> _Saved data entries_:
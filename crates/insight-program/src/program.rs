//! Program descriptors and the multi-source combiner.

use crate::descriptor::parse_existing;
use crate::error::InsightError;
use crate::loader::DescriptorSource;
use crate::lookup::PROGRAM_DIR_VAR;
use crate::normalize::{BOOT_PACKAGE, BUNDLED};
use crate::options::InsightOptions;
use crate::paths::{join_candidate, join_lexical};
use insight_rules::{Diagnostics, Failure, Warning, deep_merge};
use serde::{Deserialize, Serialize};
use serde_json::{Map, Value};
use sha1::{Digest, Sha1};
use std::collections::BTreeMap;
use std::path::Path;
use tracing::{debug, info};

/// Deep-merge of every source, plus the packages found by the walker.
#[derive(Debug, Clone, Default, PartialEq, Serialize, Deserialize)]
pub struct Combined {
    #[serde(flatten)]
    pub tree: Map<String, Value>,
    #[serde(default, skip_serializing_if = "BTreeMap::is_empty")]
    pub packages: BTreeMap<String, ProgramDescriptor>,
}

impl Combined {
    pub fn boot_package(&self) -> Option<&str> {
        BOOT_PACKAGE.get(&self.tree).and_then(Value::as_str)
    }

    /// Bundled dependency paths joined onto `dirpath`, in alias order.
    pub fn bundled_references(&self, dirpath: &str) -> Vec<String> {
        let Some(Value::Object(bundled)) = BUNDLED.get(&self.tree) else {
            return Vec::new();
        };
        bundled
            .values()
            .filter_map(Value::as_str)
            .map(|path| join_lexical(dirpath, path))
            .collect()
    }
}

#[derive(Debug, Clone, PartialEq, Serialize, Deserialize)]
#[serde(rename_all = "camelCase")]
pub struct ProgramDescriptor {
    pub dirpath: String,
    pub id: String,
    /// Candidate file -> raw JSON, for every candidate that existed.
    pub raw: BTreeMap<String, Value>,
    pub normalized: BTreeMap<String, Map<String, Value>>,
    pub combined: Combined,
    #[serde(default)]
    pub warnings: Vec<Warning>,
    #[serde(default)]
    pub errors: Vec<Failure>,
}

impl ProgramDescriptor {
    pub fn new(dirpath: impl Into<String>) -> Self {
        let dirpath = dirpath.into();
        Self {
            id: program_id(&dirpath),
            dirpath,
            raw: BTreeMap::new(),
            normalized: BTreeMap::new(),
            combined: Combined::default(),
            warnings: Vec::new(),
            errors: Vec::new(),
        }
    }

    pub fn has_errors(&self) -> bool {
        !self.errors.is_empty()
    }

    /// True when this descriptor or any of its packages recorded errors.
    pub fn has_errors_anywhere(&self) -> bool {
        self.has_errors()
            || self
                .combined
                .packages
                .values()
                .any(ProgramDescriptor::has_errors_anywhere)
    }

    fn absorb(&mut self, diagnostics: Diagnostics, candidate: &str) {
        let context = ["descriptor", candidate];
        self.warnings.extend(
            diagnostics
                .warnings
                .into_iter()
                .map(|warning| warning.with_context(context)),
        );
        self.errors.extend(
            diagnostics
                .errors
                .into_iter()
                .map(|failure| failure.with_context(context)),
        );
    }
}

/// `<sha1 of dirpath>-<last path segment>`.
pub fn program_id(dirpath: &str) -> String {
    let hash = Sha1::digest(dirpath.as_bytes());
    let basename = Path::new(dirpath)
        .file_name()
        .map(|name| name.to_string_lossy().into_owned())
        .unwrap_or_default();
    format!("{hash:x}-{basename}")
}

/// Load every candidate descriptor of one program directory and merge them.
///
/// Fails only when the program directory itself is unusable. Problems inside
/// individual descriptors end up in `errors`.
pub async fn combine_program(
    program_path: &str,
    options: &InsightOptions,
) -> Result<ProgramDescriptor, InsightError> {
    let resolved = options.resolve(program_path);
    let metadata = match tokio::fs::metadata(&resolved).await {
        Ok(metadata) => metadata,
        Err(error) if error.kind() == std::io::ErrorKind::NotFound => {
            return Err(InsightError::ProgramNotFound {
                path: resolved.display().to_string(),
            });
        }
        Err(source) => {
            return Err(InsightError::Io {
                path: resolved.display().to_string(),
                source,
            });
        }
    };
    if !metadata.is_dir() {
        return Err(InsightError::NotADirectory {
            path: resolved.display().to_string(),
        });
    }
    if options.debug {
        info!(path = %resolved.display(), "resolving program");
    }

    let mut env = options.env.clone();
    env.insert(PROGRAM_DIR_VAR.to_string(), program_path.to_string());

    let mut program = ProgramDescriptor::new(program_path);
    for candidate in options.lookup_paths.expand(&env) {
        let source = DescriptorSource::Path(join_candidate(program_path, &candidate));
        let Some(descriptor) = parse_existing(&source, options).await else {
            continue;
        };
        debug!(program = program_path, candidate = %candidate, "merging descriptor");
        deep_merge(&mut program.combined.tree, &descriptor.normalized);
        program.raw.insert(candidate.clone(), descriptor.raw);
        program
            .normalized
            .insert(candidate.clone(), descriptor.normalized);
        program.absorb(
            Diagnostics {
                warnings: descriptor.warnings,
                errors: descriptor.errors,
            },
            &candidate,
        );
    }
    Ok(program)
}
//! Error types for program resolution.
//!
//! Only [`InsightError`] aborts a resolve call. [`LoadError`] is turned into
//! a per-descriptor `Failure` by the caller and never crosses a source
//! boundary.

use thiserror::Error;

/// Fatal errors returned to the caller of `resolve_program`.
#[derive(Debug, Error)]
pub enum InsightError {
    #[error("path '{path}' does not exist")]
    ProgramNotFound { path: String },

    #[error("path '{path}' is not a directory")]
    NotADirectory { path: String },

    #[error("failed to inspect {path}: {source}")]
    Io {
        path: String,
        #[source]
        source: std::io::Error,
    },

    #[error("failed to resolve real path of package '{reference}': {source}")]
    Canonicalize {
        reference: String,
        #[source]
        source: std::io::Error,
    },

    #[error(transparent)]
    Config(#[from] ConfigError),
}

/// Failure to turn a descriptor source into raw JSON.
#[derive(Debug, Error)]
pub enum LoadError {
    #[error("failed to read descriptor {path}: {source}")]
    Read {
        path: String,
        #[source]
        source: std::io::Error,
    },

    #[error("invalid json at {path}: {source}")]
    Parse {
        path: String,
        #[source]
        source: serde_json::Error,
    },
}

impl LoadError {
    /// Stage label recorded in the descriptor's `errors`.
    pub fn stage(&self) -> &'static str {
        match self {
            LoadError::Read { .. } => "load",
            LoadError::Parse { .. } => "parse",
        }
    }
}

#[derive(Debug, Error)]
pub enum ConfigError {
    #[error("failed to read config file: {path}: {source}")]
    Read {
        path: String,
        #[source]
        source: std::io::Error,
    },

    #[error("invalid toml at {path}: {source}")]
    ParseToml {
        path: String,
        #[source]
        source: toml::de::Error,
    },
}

> _WHAT TO DO_: The lines you need are those containing "ProgramDescriptor"; find them in the records and copy them.

> _EXERCISE RESULT_:
    pub packages: BTreeMap<String, ProgramDescriptor>,
pub struct ProgramDescriptor {
impl ProgramDescriptor {
                .any(ProgramDescriptor::has_errors_anywhere)
) -> Result<ProgramDescriptor, InsightError> {
    let mut program = ProgramDescriptor::new(program_path);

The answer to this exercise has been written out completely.